Después de ese
catastrófico episodio, los muchachos regresaron con los otros rebeldes y al no
haber evitado ninguno de los desastres que debían erradicar, comenzaron a complotar
un plan para apoderarse de la Ciudad Gris, aunque lo creían casi imposible con
la presencia del séquito real dominando las calles. Lo que sí parecía factible
era lograr sacar de la hipnosis a las personas, siquiera por un momento, para
demostrarles que no dominarían a la
humanidad por siempre, y tras un descanso merecido, se armaron para lo que
podía llegar a ocurrir.
Alan, Andrés,
Coralto y el grupo de rebeldes se dirigieron al Centro por los túneles sin
vigilancia, e intentaron desmantelar la melodía de la manipulación, pero pronto
descubrieron que sus herramientas podrían tan solo enviar órdenes contrarias en
una frecuencia similar. La Torre de Transmisión se empleó amplificando su
poder, encriptando su procedencia, y aunque su efectividad no alcanzó a
contrarrestar la de la corona, se supo que esa noche un número importante de
transeúntes, mujeres y niños desarmaron filas. No obedecieron a los
Recolectores ni a los Centinelas, y la insurrección sumó adeptos no solo entre
los Ciudadanos Grises sino entre la Tribu del desierto y los esclavos de la
Infinitud.
Los despiertos hablaron al mismo tiempo en
contra de los opresores.

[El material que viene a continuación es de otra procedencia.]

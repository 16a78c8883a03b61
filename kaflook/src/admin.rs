mod admin_wrapper;

pub use admin_wrapper::*;
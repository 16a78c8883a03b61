use crate::connection_settings::ConnectionSettings;
use crate::error::BrowseError;
use rdkafka::admin::AdminClient;
use rdkafka::client::DefaultClientContext;
use rdkafka::ClientConfig;
use std::ops::Deref;

/// The shared administrative handle behind a [`crate::connection::BrokerConnection`].
pub struct AdminWrapper {
    client: AdminClient<DefaultClientContext>,
}

impl AdminWrapper {
    pub fn create(connection_settings: &ConnectionSettings) -> Result<Self, BrowseError> {
        // https://raw.githubusercontent.com/confluentinc/librdkafka/master/CONFIGURATION.md
        let client: AdminClient<DefaultClientContext> =
            ClientConfig::try_from(connection_settings)?
                .set("receive.message.max.bytes", "2147483647")
                .create()?;

        Ok(Self { client })
    }
}

impl Deref for AdminWrapper {
    type Target = AdminClient<DefaultClientContext>;

    fn deref(&self) -> &Self::Target {
        &self.client
    }
}
use crate::backend::{BrokerBackend, BrokerClient};
use crate::connection::BrokerConnection;
use crate::error::{BrowseError, BrowseResult};
use crate::queries::list_topics::{broker_name_for, Environment, Topic};
use std::sync::Arc;
use tracing::debug;

const INTERNAL_TOPIC_PREFIX: &str = "__";

/// Lists the topics of one environment. Every call asks the cluster, nothing is cached.
pub struct TopicCatalog<B: BrokerBackend> {
    connection: Arc<BrokerConnection<B>>,
    known_environments: Vec<Environment>,
    include_internal: bool,
}

impl<B: BrokerBackend> TopicCatalog<B> {
    pub fn new(connection: Arc<BrokerConnection<B>>) -> Self {
        Self {
            connection,
            known_environments: vec![],
            include_internal: false,
        }
    }

    /// Topics prefixed with another of these environments are left out of a listing.
    pub fn with_known_environments(mut self, environments: Vec<Environment>) -> Self {
        self.known_environments = environments;
        self
    }

    pub fn with_internal_topics(mut self, include_internal: bool) -> Self {
        self.include_internal = include_internal;
        self
    }

    /// Empty result is a valid answer, not an error.
    #[tracing::instrument(skip_all, fields(environment = %environment))]
    pub async fn list_topics(&self, environment: &Environment) -> BrowseResult<Vec<Topic>> {
        let names = self.broker_topic_names().await?;
        let reported = names.len();

        let topics = names
            .iter()
            .filter(|name| self.include_internal || !name.starts_with(INTERNAL_TOPIC_PREFIX))
            .filter(|name| !self.owned_by_other(environment, name))
            .map(|name| Topic::qualify(environment, name))
            .collect::<Vec<_>>();

        debug!(
            "Cluster reported {} topics, {} belong to {}",
            reported,
            topics.len(),
            environment
        );

        Ok(topics)
    }

    /// Broker name of a topic as [`Self::list_topics`] reported it.
    pub async fn resolve(&self, listed_name: &str) -> BrowseResult<String> {
        let names = self.broker_topic_names().await?;
        let resolved = broker_name_for(listed_name, &names);
        if resolved != listed_name {
            debug!("Topic {} resolved to {}", listed_name, resolved);
        }

        Ok(resolved.to_owned())
    }

    async fn broker_topic_names(&self) -> BrowseResult<Vec<String>> {
        let client = self.connection.client()?;
        let timeout = self.connection.settings().timeouts.list_topics();

        tokio::time::timeout(timeout, client.list_topic_names(timeout))
            .await
            .map_err(|_| BrowseError::timeout("listing topics", timeout))?
    }

    fn owned_by_other(&self, environment: &Environment, name: &str) -> bool {
        self.known_environments
            .iter()
            .any(|known| known != environment && known.owns(name))
    }
}
pub mod fetch_messages;
pub mod list_topics;
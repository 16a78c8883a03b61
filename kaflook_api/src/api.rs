pub mod converters;
mod service;

pub use service::*;

pub mod proto {
    tonic::include_proto!("kaflook_api");

    pub const FILE_DESCRIPTOR_SET: &[u8] =
        tonic::include_file_descriptor_set!("kaflook_service_descriptor");
}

Ellos
terminaron percatándose de lo que podía estar causando ese comportamiento, y
descifrados los encubrimientos, fueron hasta la Torre, donde no encontraron a
nadie. Igualmente, la destruyeron hasta los cimientos. Cuando sonó de nuevo la
música en el ceniciento emporio, ya no
surtió el mismo efecto, y muchos se rindieron ante el ritmo somnífero, que les
imposibilitó atarear.
— ¿Cómo puede
terminar ahí la historia si los humanos quedaron en control de los dueños del
planeta? Pensé que este era tu sueño, Alan—escuchó. Los recuerdos de esos
instantes quedaron retorcidos. Una escena famosa se le vino a la mente. En un
mundo que no era lo que parecía, la estatua de la libertad, gigantesca, yacía
enterrada hasta el pecho en la arena. Eternamente prisionera, permaneció
apacible, contemplando la urbanización gris devenirse a Capital.